Davis declined to comment on the record about the Charleston murders but noted he did not believe the Texas monument to be in any way related to the massacre.
The Sons of Confederate Veterans has a long history—it was founded in 1896 in Richmond, Virginia to “encourage the preservation of history, perpetuate the hallowed memories of brave men, to assist in the observance of Memorial Day, to aid and support all members, widows and orphans, and to perpetuate the record of the services of every Southern Soldier.”
Beginning in the late 1990s the group has become steadily more controversial, with its critics arguing that it has changed from a group dedicated to preserving veterans’ memorials to a movement pushing the Confederate flag on schools and other public places.
In South Carolina after the massacre in Charleston, the local “division commander”—the SCV uses military titles for its officers—published a statement that all attempts to link CSV beliefs with Dylann Roof and his attack on the Emanuel A.M.E. Church are groundless because “historical fact shows there were Black Confederate soldiers. These brave men fought in the trenches beside their White brothers, all under the Confederate Battle Flag.”
Yet while the Confederate government did approve of using slaves to fight, it was not, as Robert E. Lee had hoped, to win their freedom, nor was it approved until March of 1865, a month before Lee surrendered.
Here in Texas, the local CSV is not only looking to the past but also the future: Kirk David Lyons of the Southern Legal Resource Center (a legal group linked to csa.org, or Confederate Standing Army.org) wrote on the Texas CSV Facebook page last Friday that the group was leaving soon for the Sam Davis Youth camp, where they would be “preparing 50 great kids for their Confederate future.” Whether that future includes treason wasn’t clear.
Throughout the South, there is much debate about what the Confederate flag and its army stood for. Marshall Davis said in April that the U.S. flag is more about slavery than the Confederate flag: “The American flag flew over a slave nation for over 100 years—the Confederate flag flew over a slave nation for four years. By comparison, the American flag is 25 times more a slave flag.”
Johnnie Holley Jr., commander of the SCV Texas division, said that people “need to know the true history of this nation and the world,” suggesting that the legacy of the Confederacy in Texas isn’t racism—but, unfortunately for his cause, the historical record in Texas is clear. Over the objection of then-leader Sam Houston, when Texas issued its Confederate declaration of war, the declaration clearly said: “We hold as undeniable truths that the governments of the various States, and of the confederacy itself, were established exclusively by the white race, for themselves and their posterity; that the African race had no agency in their establishment; that they were rightfully held and regarded as an inferior and dependent race, and in that condition only could their existence in this country be rendered beneficial or tolerable.”

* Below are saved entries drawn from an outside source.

//! The per-symbol decision loop.
//!
//! `check` loads one position, dispatches on its state, calls the broker
//! and selector, and persists at most one transition. Every failure is
//! caught here: it is logged, sent as an error alert, and the stored
//! position is left as it was so the next tick retries the same decision.

use std::collections::BTreeMap;
use std::sync::Arc;
use std::time::Duration;

use chrono::{NaiveDate, Utc};
use chrono_tz::Tz;
use rust_decimal::Decimal;
use tracing::{error, info, warn};
use wheel_trade_core::{
    Broker, Collaborator, NotificationLevel, OptionRight, OrderRequest, SymbolConfig, WheelConfig,
    WheelError, WheelResult, CONTRACT_MULTIPLIER,
};

use crate::bounded::bounded;
use crate::notify::NotificationHub;
use crate::position::{OptionInfo, TradeAction, Transition, WheelPosition, WheelState, LOT_SIZE};
use crate::selector::{StrikeCandidate, StrikeSelector};
use crate::store::StateStore;

/// What a single `check` did.
#[derive(Debug, Clone, PartialEq)]
pub enum CheckOutcome {
    /// Symbol not configured or disabled.
    Skipped,
    /// Nothing to do this tick.
    NoAction { state: WheelState, reason: String },
    /// One transition was persisted.
    Transitioned {
        from: WheelState,
        to: WheelState,
        action: TradeAction,
    },
    /// A collaborator or the store failed; state unchanged.
    Failed { state: WheelState, error: String },
}
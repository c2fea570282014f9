//! Administrative reset of one symbol.

use std::io::{self, BufRead, Write};
use std::path::Path;

use anyhow::Result;
use clap::Args;
use wheel_trade_engine::WheelState;

use crate::runtime::Runtime;

/// Arguments for the reset command.
#[derive(Args, Debug, Clone)]
pub struct ResetArgs {
    /// Underlying symbol to forget
    pub symbol: String,

    /// Skip the confirmation prompt
    #[arg(long)]
    pub yes: bool,
}

/// Removes a symbol's stored position. Broker-side holdings are untouched.
///
/// # Errors
/// Returns an error if configuration is invalid or the state file cannot be written.
pub fn run_reset(config: Option<&Path>, args: ResetArgs) -> Result<()> {
    let runtime = Runtime::load(config)?;
    let symbol = args.symbol.to_uppercase();

    let Some(position) = runtime.store.all().into_iter().find(|p| p.symbol == symbol) else {
        println!("No stored position for {symbol}.");
        return Ok(());
    };

    println!(
        "{symbol}: {} with {} shares, {} trades recorded",
        position.state,
        position.shares_owned,
        position.trades.len()
    );
    if position.state != WheelState::Idle {
        println!("Warning: the broker may still hold an open option or shares for {symbol}.");
    }

    if !args.yes {
        let stdin = io::stdin();
        if !confirm(&mut stdin.lock(), &mut io::stdout(), &symbol)? {
            println!("Aborted.");
            return Ok(());
        }
    }

    runtime.store.remove(&symbol)?;
    println!("{symbol} reset to IDLE; its trade history was removed from the state file.");
    Ok(())
}

fn confirm(input: &mut impl BufRead, output: &mut impl Write, symbol: &str) -> io::Result<bool> {
    write!(output, "Reset {symbol}? [y/N] ")?;
    output.flush()?;
    let mut answer = String::new();
    input.read_line(&mut answer)?;
    Ok(matches!(answer.trim().to_ascii_lowercase().as_str(), "y" | "yes"))
}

Slaves in Texas were the last in the newly reunited Union to be freed: though Robert E. Lee was defeated in April of 1865 it wasn’t until June 19 that the news made its way to Texas. Because of that date, “Juneteenth” has been celebrated as an emancipation day by descendants of slaves. Though Texas was the first state to establish June 19 as a holiday in 1980, it is only a “partial” holiday—state offices do not close and, according to The New York Times, most Americans don’t even know about it.